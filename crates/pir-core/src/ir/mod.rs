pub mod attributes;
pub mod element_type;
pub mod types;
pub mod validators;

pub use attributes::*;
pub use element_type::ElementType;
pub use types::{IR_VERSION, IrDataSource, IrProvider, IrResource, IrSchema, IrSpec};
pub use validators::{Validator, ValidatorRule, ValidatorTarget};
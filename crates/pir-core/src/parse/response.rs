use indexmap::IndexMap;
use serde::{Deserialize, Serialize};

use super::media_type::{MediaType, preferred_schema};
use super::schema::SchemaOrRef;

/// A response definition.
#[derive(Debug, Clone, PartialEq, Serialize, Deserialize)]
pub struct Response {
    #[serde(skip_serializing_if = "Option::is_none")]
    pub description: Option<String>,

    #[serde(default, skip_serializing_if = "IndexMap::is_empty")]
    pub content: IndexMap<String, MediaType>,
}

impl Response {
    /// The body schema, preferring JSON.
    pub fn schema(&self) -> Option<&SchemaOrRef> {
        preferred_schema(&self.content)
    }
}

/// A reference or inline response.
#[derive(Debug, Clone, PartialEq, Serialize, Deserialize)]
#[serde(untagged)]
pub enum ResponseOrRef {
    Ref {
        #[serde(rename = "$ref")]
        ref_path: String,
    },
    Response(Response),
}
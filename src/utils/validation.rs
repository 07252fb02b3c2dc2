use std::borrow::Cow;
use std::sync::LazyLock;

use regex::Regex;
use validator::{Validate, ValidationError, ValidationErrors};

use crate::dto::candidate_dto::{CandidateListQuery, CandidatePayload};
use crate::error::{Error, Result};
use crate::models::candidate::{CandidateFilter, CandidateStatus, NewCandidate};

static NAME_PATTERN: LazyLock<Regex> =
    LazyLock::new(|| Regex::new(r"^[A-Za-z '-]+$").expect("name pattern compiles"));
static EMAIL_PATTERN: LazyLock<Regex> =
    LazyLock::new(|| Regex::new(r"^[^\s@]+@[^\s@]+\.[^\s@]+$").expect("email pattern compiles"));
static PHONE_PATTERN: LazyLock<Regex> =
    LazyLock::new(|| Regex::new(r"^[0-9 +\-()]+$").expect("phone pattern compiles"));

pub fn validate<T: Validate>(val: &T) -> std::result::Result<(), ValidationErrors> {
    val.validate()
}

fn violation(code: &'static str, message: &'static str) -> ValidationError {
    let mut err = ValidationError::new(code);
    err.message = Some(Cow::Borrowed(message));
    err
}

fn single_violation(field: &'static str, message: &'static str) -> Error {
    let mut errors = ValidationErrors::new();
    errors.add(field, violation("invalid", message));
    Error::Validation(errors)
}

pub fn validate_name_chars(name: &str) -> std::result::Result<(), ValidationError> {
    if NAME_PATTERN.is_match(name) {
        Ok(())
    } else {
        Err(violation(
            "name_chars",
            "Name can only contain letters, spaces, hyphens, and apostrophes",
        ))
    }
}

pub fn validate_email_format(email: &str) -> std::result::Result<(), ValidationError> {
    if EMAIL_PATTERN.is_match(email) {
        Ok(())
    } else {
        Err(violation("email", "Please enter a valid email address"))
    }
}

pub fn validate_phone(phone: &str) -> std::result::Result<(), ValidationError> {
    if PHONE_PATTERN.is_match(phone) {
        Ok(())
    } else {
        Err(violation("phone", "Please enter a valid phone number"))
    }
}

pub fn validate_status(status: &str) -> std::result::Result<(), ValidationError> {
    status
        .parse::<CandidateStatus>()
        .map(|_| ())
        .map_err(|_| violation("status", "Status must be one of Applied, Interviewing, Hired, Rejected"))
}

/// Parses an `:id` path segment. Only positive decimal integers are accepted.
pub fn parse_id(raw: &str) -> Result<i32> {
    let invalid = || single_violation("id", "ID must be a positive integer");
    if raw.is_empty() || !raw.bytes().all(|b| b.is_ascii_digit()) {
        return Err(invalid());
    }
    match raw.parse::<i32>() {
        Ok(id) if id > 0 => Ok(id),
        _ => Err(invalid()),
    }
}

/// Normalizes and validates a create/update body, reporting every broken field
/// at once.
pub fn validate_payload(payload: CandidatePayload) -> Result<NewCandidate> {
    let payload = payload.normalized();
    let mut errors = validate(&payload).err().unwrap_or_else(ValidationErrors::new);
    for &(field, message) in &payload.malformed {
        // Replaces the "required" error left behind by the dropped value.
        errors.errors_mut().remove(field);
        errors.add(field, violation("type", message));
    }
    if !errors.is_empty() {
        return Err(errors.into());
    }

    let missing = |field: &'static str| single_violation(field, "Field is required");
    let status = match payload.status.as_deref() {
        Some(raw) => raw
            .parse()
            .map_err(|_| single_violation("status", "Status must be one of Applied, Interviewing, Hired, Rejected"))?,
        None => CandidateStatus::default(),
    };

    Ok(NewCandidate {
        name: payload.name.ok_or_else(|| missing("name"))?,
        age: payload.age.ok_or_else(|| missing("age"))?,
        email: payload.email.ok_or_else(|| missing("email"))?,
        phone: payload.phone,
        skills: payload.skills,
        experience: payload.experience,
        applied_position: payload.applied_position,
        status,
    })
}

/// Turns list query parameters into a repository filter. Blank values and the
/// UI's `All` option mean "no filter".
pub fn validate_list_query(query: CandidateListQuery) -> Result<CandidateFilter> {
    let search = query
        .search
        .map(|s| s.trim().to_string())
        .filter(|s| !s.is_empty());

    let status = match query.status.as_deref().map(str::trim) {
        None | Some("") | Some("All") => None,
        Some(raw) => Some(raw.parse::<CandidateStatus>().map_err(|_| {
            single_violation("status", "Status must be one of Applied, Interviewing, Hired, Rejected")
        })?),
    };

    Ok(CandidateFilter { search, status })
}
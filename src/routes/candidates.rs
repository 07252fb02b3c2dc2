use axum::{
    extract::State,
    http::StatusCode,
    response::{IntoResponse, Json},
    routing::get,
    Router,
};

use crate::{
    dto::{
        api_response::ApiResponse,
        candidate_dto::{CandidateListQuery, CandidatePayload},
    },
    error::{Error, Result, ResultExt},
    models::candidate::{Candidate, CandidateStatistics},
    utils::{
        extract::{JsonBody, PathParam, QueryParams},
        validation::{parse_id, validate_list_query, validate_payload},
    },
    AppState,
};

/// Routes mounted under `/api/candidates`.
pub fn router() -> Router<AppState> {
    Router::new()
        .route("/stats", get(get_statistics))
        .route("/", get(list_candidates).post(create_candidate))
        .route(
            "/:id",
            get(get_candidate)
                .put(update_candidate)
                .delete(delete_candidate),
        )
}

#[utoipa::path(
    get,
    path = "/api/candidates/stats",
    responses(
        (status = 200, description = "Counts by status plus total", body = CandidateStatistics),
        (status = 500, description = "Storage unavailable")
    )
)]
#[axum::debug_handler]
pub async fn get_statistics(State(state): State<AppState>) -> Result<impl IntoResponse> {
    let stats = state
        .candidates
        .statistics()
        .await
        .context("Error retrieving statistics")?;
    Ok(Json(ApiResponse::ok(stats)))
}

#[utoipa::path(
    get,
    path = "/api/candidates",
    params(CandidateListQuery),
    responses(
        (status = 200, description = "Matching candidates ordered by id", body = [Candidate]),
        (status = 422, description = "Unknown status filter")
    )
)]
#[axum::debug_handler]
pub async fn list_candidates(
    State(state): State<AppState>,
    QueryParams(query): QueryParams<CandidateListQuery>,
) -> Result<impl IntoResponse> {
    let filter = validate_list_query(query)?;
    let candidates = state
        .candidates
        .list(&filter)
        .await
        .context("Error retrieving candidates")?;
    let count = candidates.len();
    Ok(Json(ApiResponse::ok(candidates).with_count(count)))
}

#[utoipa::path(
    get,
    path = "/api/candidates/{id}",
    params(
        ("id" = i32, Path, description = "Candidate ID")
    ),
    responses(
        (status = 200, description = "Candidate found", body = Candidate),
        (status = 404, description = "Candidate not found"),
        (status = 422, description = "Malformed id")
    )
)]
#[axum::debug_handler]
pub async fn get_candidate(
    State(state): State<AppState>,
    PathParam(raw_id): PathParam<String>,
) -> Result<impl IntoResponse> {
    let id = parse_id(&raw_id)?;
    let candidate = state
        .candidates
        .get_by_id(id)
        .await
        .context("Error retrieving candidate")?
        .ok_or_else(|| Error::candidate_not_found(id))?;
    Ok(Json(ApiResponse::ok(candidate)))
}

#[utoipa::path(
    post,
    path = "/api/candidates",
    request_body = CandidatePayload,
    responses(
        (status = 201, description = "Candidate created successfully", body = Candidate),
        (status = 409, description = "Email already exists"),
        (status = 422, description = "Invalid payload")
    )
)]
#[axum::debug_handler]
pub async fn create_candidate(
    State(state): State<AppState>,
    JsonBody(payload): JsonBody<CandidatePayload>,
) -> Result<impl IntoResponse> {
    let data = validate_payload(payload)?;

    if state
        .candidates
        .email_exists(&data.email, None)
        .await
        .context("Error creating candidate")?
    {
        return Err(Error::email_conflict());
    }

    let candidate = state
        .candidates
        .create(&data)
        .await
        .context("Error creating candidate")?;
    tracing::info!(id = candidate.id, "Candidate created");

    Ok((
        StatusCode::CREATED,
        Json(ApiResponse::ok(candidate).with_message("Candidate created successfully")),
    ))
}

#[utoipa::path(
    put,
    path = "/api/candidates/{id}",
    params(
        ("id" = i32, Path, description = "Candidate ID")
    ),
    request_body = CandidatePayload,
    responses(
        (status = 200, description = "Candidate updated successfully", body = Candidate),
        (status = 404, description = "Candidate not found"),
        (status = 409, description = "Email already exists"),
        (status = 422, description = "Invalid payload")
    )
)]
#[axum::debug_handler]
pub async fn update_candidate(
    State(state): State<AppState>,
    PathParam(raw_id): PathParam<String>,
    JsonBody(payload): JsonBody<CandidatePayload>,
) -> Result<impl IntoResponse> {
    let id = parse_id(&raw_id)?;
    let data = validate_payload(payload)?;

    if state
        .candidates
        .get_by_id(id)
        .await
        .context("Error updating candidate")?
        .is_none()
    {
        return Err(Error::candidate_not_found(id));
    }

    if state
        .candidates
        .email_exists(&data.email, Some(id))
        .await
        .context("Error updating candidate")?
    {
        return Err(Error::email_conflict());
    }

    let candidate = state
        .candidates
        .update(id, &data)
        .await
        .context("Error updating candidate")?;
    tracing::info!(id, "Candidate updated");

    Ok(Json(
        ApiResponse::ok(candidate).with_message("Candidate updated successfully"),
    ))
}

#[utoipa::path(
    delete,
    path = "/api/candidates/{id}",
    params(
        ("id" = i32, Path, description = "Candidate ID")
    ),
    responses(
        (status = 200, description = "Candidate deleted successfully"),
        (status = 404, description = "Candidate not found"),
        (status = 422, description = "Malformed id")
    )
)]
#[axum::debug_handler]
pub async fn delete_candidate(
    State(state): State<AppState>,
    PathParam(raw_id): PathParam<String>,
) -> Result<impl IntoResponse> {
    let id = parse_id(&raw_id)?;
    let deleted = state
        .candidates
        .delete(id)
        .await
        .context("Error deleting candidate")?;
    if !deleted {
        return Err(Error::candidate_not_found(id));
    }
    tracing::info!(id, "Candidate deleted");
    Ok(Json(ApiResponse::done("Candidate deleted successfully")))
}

________

- [TASK STATEMENT]: Only the number is wanted: how many lines of these entries contain the string "async"?

- [WRITTEN ANSWER]: 6